A cigarra entrou, sarou da tosse e voltou a ser a alegre cantora dos dias de sol.
(Monteiro Lobato - Fábulas, São Paulo, Editora Brasiliense, 1966)
3) A cigarra e a formiga
Aquele que trabalha
E guarda para o futuro
Quando chega o tempo ruim
Nunca fica no escuro
Durante todo o verão
A cigarra só cantava
Nem percebeu que ligeiro
O inverno já chegava
E quando abriu os olhos
A fome já lhe esperava
E com toda humildade
À casa da formiga foi ter
Pediu-lhe com voz sumida
Alguma coisa pra comer
Porque a sua situação
Estava dura de roer
A formiga então lhe disse
Com um arzinho sorridente
Se no verão só cantavas
Com sua voz estridente
Agora aproveitas o ritmo
E dance um samba bem quente.
(Cordel: Severino José, São Paulo: Editora Hedra, 2004)
As escolhas linguísticas
O que muda nessas três versões? É o modo de contar a história, a roupagem cultural, a escolha de certas expressões linguísticas.
Na versão em cordel há um "toque brasileiro". Repare que a formiga diz à cigarra: "E dance um samba bem quente". Essa versão da fábula faz referência à literatura de cordel e a uma tradição de escrever essas histórias em forma de versos, como foi o caso do famoso fabulista francês, La Fontaine.

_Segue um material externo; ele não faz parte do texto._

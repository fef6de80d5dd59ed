//! Periodic wallet balance snapshots.

use std::sync::Arc;
use std::time::Duration;

use chrono::Utc;
use solana_sdk::pubkey::Pubkey;
use tokio::time::{interval, MissedTickBehavior};
use tracing::warn;

use crate::error::ExecutionError;
use crate::rpc_manager::ChainGateway;
use crate::structured_logging::EventSink;
use crate::types::PortfolioSnapshot;

pub async fn take_snapshot(
    gateway: &dyn ChainGateway,
    wallet: &Pubkey,
) -> Result<PortfolioSnapshot, ExecutionError> {
    let sol_lamports = gateway.get_balance(wallet).await?;
    Ok(PortfolioSnapshot {
        wallet: wallet.to_string(),
        sol_lamports,
        timestamp: Utc::now(),
    })
}

/// Report a snapshot to `sink` every `every`, starting immediately. Runs until aborted.
pub async fn run_snapshots(
    gateway: Arc<dyn ChainGateway>,
    wallet: Pubkey,
    sink: Arc<dyn EventSink>,
    every: Duration,
) {
    let mut ticker = interval(every);
    ticker.set_missed_tick_behavior(MissedTickBehavior::Delay);
    loop {
        ticker.tick().await;
        match take_snapshot(gateway.as_ref(), &wallet).await {
            Ok(snapshot) => sink.snapshot(&snapshot),
            Err(e) => warn!(wallet = %wallet, error = %e, "portfolio snapshot failed"),
        }
    }
}
//! Error taxonomy shared by strategies, the submitter and the executor.
//!
//! Lower layers have their own error enums; the `From` impls below decide which
//! class each of them falls into, and the class decides whether a retry is allowed.

use thiserror::Error;

use crate::account_layouts::LayoutError;
use crate::accounts::DeriveError;
use crate::instructions::EncodeError;
use crate::market_selector::SelectionError;
use crate::rpc_manager::GatewayError;
use crate::tx_builder::BuildError;

#[derive(Debug, Error)]
pub enum ExecutionError {
    #[error("transient network error: {0}")]
    TransientNetwork(String),
    #[error("data unavailable: {0}")]
    DataUnavailable(String),
    #[error("malformed account {address}: {reason}")]
    MalformedAccount { address: String, reason: String },
    #[error("instruction rejected: {0}")]
    InstructionRejected(String),
    #[error("confirmation timed out for {signature}; outcome unknown, reconcile manually")]
    ConfirmationTimeout { signature: String },
    #[error("configuration invalid: {0}")]
    ConfigurationInvalid(String),
    #[error("address derivation exhausted: {0}")]
    DerivationExhausted(String),
    #[error("invalid transaction: {0}")]
    InvalidTransaction(String),
    #[error("strategy panicked: {0}")]
    Panicked(String),
    #[error("gave up after {attempts} attempts: {last}")]
    RetriesExhausted {
        attempts: usize,
        last: Box<ExecutionError>,
    },
}

impl ExecutionError {
    pub fn is_retryable(&self) -> bool {
        matches!(
            self,
            ExecutionError::TransientNetwork(_) | ExecutionError::InstructionRejected(_)
        )
    }

    /// True when a transaction may have landed without us observing it.
    pub fn needs_reconciliation(&self) -> bool {
        match self {
            ExecutionError::ConfirmationTimeout { .. } => true,
            ExecutionError::RetriesExhausted { last, .. } => last.needs_reconciliation(),
            _ => false,
        }
    }

    /// Close out a retry loop: an error that was still retryable when the attempt bound ran
    /// out becomes `RetriesExhausted`, which is not retryable.
    pub fn exhausted_after(self, attempts: usize) -> Self {
        if self.is_retryable() {
            ExecutionError::RetriesExhausted {
                attempts,
                last: Box::new(self),
            }
        } else {
            self
        }
    }

    pub fn kind(&self) -> &'static str {
        match self {
            ExecutionError::TransientNetwork(_) => "transient_network",
            ExecutionError::DataUnavailable(_) => "data_unavailable",
            ExecutionError::MalformedAccount { .. } => "malformed_account",
            ExecutionError::InstructionRejected(_) => "instruction_rejected",
            ExecutionError::ConfirmationTimeout { .. } => "confirmation_timeout",
            ExecutionError::ConfigurationInvalid(_) => "configuration_invalid",
            ExecutionError::DerivationExhausted(_) => "derivation_exhausted",
            ExecutionError::InvalidTransaction(_) => "invalid_transaction",
            ExecutionError::Panicked(_) => "panicked",
            ExecutionError::RetriesExhausted { .. } => "retries_exhausted",
        }
    }
}

impl From<GatewayError> for ExecutionError {
    fn from(e: GatewayError) -> Self {
        match e {
            GatewayError::Transport(msg) => ExecutionError::TransientNetwork(msg),
            GatewayError::RateLimited(msg) => {
                ExecutionError::TransientNetwork(format!("rate limited: {msg}"))
            }
            GatewayError::NotFound(what) => {
                ExecutionError::DataUnavailable(format!("{what} not found"))
            }
            GatewayError::Rejected(reason) => ExecutionError::InstructionRejected(reason),
            GatewayError::Decode(msg) => {
                ExecutionError::DataUnavailable(format!("undecodable response: {msg}"))
            }
            GatewayError::OutcomeUnknown(what) => ExecutionError::ConfirmationTimeout { signature: what },
        }
    }
}

impl From<DeriveError> for ExecutionError {
    fn from(e: DeriveError) -> Self {
        match e {
            DeriveError::DerivationExhausted { .. } => {
                ExecutionError::DerivationExhausted(e.to_string())
            }
            DeriveError::InvalidSeeds(_) => ExecutionError::ConfigurationInvalid(e.to_string()),
        }
    }
}

impl From<EncodeError> for ExecutionError {
    fn from(e: EncodeError) -> Self {
        ExecutionError::InvalidTransaction(e.to_string())
    }
}

impl From<BuildError> for ExecutionError {
    fn from(e: BuildError) -> Self {
        ExecutionError::InvalidTransaction(e.to_string())
    }
}

impl From<SelectionError> for ExecutionError {
    fn from(e: SelectionError) -> Self {
        ExecutionError::DataUnavailable(e.to_string())
    }
}

impl From<LayoutError> for ExecutionError {
    fn from(e: LayoutError) -> Self {
        ExecutionError::MalformedAccount {
            address: "<unknown>".to_string(),
            reason: e.to_string(),
        }
    }
}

Na fábula de Esopo, há uma referência ao inverno que, na Europa, alcança temperaturas baixíssimas. Assim, o enredo, ao se referir a essa época do ano, enfatiza a necessidade da cigarra ter um lugar para se proteger. Há referência ainda à colheita do trigo, importante alimento naquelas paragens. Outro aspecto que pode ser ressaltado é a forma em que o narrador escolhe retratar a cigarra: humilde, pedindo ajuda para não morrer: "Por favor, amiguinhas".O uso da expressão de boa educação e o diminutivo são elementos de argumentação usados pela cigarra, na tentativa de ser simpática, para alcançar seu objetivo de ser acolhida.

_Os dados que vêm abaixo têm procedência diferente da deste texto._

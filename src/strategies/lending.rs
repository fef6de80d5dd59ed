//! Deposit into, or redeem from, a reserve of a Solend-layout lending program.
//!
//! Every cycle re-reads all reserves owned by the program, so selection always sees current
//! utilization and liquidity.

use std::sync::Arc;

use async_trait::async_trait;
use serde::Deserialize;
use solana_sdk::pubkey::Pubkey;
use tracing::{info, warn};

use crate::account_layouts::{Reserve, RESERVE_LEN};
use crate::accounts::derive;
use crate::config::LendingConfig;
use crate::error::ExecutionError;
use crate::instructions::{
    lending_deposit, lending_redeem, LendingDepositAccounts, LendingRedeemAccounts,
};
use crate::market_selector::{rank, select_best, Candidate};
use crate::oracle::PythOracle;
use crate::structured_logging::EventSink;
use crate::submitter::Submitter;
use crate::types::{Phase, StrategyReport};
use crate::wallet::Wallet;

use super::{resolve_ata, Strategy};

#[derive(Debug, Clone, Copy, PartialEq, Eq, Deserialize)]
#[serde(rename_all = "snake_case")]
pub enum LendingAction {
    Deposit,
    Withdraw,
}

#[derive(Debug)]
pub struct LendingStrategy {
    config: LendingConfig,
    submitter: Arc<Submitter>,
    oracle: PythOracle,
    sink: Arc<dyn EventSink>,
}

impl LendingStrategy {
    pub fn new(config: LendingConfig, submitter: Arc<Submitter>, sink: Arc<dyn EventSink>) -> Self {
        let oracle = PythOracle::new(submitter.gateway().clone());
        Self {
            config,
            submitter,
            oracle,
            sink,
        }
    }

    fn wants(&self, reserve: &Reserve) -> bool {
        if let Some(mint) = self.config.mint {
            if reserve.liquidity_mint != mint {
                return false;
            }
        }
        self.config.action == LendingAction::Withdraw
            || self.config.allowed_mints.is_empty()
            || self.config.allowed_mints.contains(&reserve.liquidity_mint)
    }

    /// Decoded reserves of the configured program that this strategy may act on.
    async fn candidates(&self) -> Result<Vec<Candidate<(Pubkey, Reserve)>>, ExecutionError> {
        let accounts = self
            .submitter
            .gateway()
            .get_program_accounts(&self.config.program, Some(RESERVE_LEN as u64))
            .await?;

        let mut candidates = Vec::with_capacity(accounts.len());
        for (address, account) in accounts {
            let reserve = match Reserve::decode(&account.data) {
                Ok(r) => r,
                Err(e) => {
                    warn!(strategy = %self.config.name, reserve = %address, error = %e, "skipping malformed reserve");
                    continue;
                }
            };
            if !self.wants(&reserve) {
                continue;
            }
            candidates.push(Candidate::new(
                address.to_string(),
                reserve.supply_apy(),
                reserve.available_liquidity_usd(),
                (address, reserve),
            ));
        }
        Ok(candidates)
    }
}

#[async_trait]
impl Strategy for LendingStrategy {
    fn name(&self) -> &str {
        &self.config.name
    }

    async fn execute(&self, wallet: &Wallet) -> Result<StrategyReport, ExecutionError> {
        let name = self.config.name.as_str();
        self.sink.phase(name, Phase::Selecting);

        let candidates = self.candidates().await?;
        if let Some(runner_up) = rank(candidates.clone(), self.config.criterion).get(1) {
            self.sink.progress(
                name,
                &format!("runner-up reserve {} at {:.2}% apy", runner_up.id, runner_up.apy),
            );
        }
        let best = select_best(candidates, self.config.criterion)?;
        let (reserve_address, reserve) = best.payload;
        self.sink.progress(
            name,
            &format!(
                "selected reserve {} ({}) at {:.2}% apy, ${:.0} available",
                reserve_address, reserve.liquidity_mint, best.apy, best.liquidity
            ),
        );

        if self.config.action == LendingAction::Deposit && self.config.require_live_oracle {
            let price = self.oracle.live_price(&reserve.pyth_oracle).await?;
            info!(strategy = %name, oracle = %reserve.pyth_oracle, price, "oracle is live");
        }

        self.sink.phase(name, Phase::Building);
        let owner = wallet.pubkey();
        let gateway = self.submitter.gateway().as_ref();
        let (liquidity_ata, create_liquidity) =
            resolve_ata(gateway, &owner, &owner, &reserve.liquidity_mint).await?;
        let (collateral_ata, create_collateral) =
            resolve_ata(gateway, &owner, &owner, &reserve.collateral_mint).await?;
        let authority = derive(&[reserve.lending_market.as_ref()], &self.config.program)?;

        let mut instructions: Vec<_> = create_liquidity.into_iter().chain(create_collateral).collect();
        let action = match self.config.action {
            LendingAction::Deposit => {
                instructions.push(lending_deposit(
                    &self.config.program,
                    &LendingDepositAccounts {
                        source_liquidity: liquidity_ata,
                        destination_collateral: collateral_ata,
                        reserve: reserve_address,
                        reserve_liquidity_supply: reserve.liquidity_supply,
                        reserve_collateral_mint: reserve.collateral_mint,
                        lending_market: reserve.lending_market,
                        lending_market_authority: authority.address,
                        user_transfer_authority: owner,
                    },
                    self.config.amount,
                )?);
                "lending_deposit"
            }
            LendingAction::Withdraw => {
                instructions.push(lending_redeem(
                    &self.config.program,
                    &LendingRedeemAccounts {
                        source_collateral: collateral_ata,
                        destination_liquidity: liquidity_ata,
                        reserve: reserve_address,
                        reserve_collateral_supply: reserve.collateral_supply,
                        lending_market: reserve.lending_market,
                        lending_market_authority: authority.address,
                        user_transfer_authority: owner,
                    },
                    self.config.amount,
                )?);
                "lending_withdraw"
            }
        };

        self.sink.phase(name, Phase::Submitting);
        let signature = self
            .submitter
            .submit_and_confirm(name, &instructions, wallet)
            .await?;

        Ok(StrategyReport::Transaction {
            action,
            target: reserve_address.to_string(),
            signature: signature.to_string(),
        })
    }
}

#[cfg(test)]
mod tests {
    use super::*;
    use crate::account_layouts::fixtures::{encode_price, encode_reserve, ReserveFixture};
    use crate::accounts::associated_token_address;
    use crate::instructions::DEPOSIT_RESERVE_LIQUIDITY;
    use crate::market_selector::SelectionCriterion;
    use crate::retry::RetryPolicy;
    use crate::submitter::SubmitSettings;
    use crate::testing::{MockGateway, RecordingSink};
    use crate::tx_builder::TransactionBuilder;
    use solana_sdk::message::VersionedMessage;

    fn config(action: LendingAction, program: Pubkey) -> LendingConfig {
        LendingConfig {
            name: "lend".into(),
            action,
            program,
            mint: None,
            amount: 1_000_000,
            criterion: SelectionCriterion::HighestYield,
            allowed_mints: vec![],
            require_live_oracle: true,
        }
    }

    fn strategy(
        gateway: Arc<MockGateway>,
        config: LendingConfig,
    ) -> (LendingStrategy, Arc<RecordingSink>) {
        let sink = Arc::new(RecordingSink::default());
        let submitter = Arc::new(Submitter::new(
            gateway,
            TransactionBuilder::default(),
            SubmitSettings {
                policy: RetryPolicy::immediate(1),
                ..Default::default()
            },
        ));
        (LendingStrategy::new(config, submitter, sink.clone()), sink)
    }

    /// Two reserves: the second has higher utilization and therefore a higher supply apy.
    fn seed(gateway: &MockGateway, program: Pubkey) -> (Pubkey, Pubkey) {
        let calm = Pubkey::new_unique();
        let busy = Pubkey::new_unique();
        gateway.add_program_account(program, calm, encode_reserve(&ReserveFixture::default()));
        gateway.add_program_account(
            program,
            busy,
            encode_reserve(&ReserveFixture {
                liquidity_mint: Pubkey::new_from_array([7; 32]),
                available: 100_000_000,
                borrowed: 900_000_000,
                ..Default::default()
            }),
        );
        gateway.add_program_account(program, Pubkey::new_unique(), vec![9; RESERVE_LEN]);
        gateway.set_account(
            ReserveFixture::default().pyth_oracle,
            Pubkey::new_unique(),
            encode_price(100_000_000, -8, 1),
        );
        (calm, busy)
    }

    fn lending_instruction(tx: &solana_sdk::transaction::VersionedTransaction, program: &Pubkey) -> (Vec<Pubkey>, Vec<u8>) {
        let VersionedMessage::V0(msg) = &tx.message else {
            panic!("expected v0 message");
        };
        let ix = msg
            .instructions
            .iter()
            .find(|ix| msg.account_keys[ix.program_id_index as usize] == *program)
            .unwrap();
        let keys = ix
            .accounts
            .iter()
            .map(|i| msg.account_keys[*i as usize])
            .collect();
        (keys, ix.data.clone())
    }

    #[tokio::test]
    async fn deposits_into_highest_yield_reserve() {
        let gateway = Arc::new(MockGateway::default());
        let program = Pubkey::new_unique();
        let (_, busy) = seed(&gateway, program);
        let (strategy, sink) = strategy(gateway.clone(), config(LendingAction::Deposit, program));
        let wallet = Wallet::generate();

        let report = strategy.execute(&wallet).await.unwrap();
        match report {
            StrategyReport::Transaction { action, target, .. } => {
                assert_eq!(action, "lending_deposit");
                assert_eq!(target, busy.to_string());
            }
            other => panic!("unexpected report {other:?}"),
        }

        let sent = gateway.submitted();
        assert_eq!(sent.len(), 1);
        let (keys, data) = lending_instruction(&sent[0], &program);
        assert_eq!(keys.len(), 9);
        assert_eq!(keys[2], busy);
        assert_eq!(
            keys[0],
            associated_token_address(&wallet.pubkey(), &Pubkey::new_from_array([7; 32])).unwrap()
        );
        assert_eq!(DEPOSIT_RESERVE_LIQUIDITY.decode(&data).unwrap(), vec![1_000_000]);
        assert_eq!(
            sink.phases("lend"),
            vec![Phase::Selecting, Phase::Building, Phase::Submitting]
        );
    }

    #[tokio::test]
    async fn deepest_liquidity_picks_the_calm_reserve() {
        let gateway = Arc::new(MockGateway::default());
        let program = Pubkey::new_unique();
        let (calm, _) = seed(&gateway, program);
        let mut cfg = config(LendingAction::Deposit, program);
        cfg.criterion = SelectionCriterion::DeepestLiquidity;
        let (strategy, _) = strategy(gateway, cfg);

        let report = strategy.execute(&Wallet::generate()).await.unwrap();
        assert!(matches!(report, StrategyReport::Transaction { target, .. } if target == calm.to_string()));
    }

    #[tokio::test]
    async fn withdraw_targets_the_configured_mint() {
        let gateway = Arc::new(MockGateway::default());
        let program = Pubkey::new_unique();
        let (calm, _) = seed(&gateway, program);
        let mut cfg = config(LendingAction::Withdraw, program);
        cfg.mint = Some(ReserveFixture::default().liquidity_mint);
        let (strategy, _) = strategy(gateway.clone(), cfg);

        strategy.execute(&Wallet::generate()).await.unwrap();
        let (keys, data) = lending_instruction(&gateway.submitted()[0], &program);
        assert_eq!(keys.len(), 8);
        assert_eq!(keys[2], calm);
        assert_eq!(data[0], 2);
    }

    #[tokio::test]
    async fn no_reserves_is_data_unavailable() {
        let gateway = Arc::new(MockGateway::default());
        let (strategy, _) = strategy(gateway.clone(), config(LendingAction::Deposit, Pubkey::new_unique()));

        let err = strategy.execute(&Wallet::generate()).await.unwrap_err();
        assert_eq!(err.kind(), "data_unavailable");
        assert!(gateway.submitted().is_empty());
    }

    #[tokio::test]
    async fn halted_oracle_blocks_deposit() {
        let gateway = Arc::new(MockGateway::default());
        let program = Pubkey::new_unique();
        gateway.add_program_account(program, Pubkey::new_unique(), encode_reserve(&ReserveFixture::default()));
        gateway.set_account(
            ReserveFixture::default().pyth_oracle,
            Pubkey::new_unique(),
            encode_price(100_000_000, -8, 0),
        );
        let (strategy, _) = strategy(gateway.clone(), config(LendingAction::Deposit, program));

        let err = strategy.execute(&Wallet::generate()).await.unwrap_err();
        assert_eq!(err.kind(), "data_unavailable");
        assert!(gateway.submitted().is_empty());
    }
}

Na versão de Lobato, o narrador toma o partido da cigarra: "jovem cigarra", "cansadinha", "pobre cigarra", "tique, tique, tique" (recurso de linguagem que indica a fragilidade da cigarra), "sem abrigo em seu galhinho seco", "metida em apuros", "manquitolando", "asa a arrastar", "triste mendiga suja de lama", "a tossir", "toda tremendo". Quem pode resistir a uma criatura assim?
Na versão de Severino José, como a fábula começa pela moral - em muitas versões, ela está ao final do texto-, o enredo tem o papel de confirmar o que já estava prenunciado nos dizeres da moral expressa nos versos iniciais.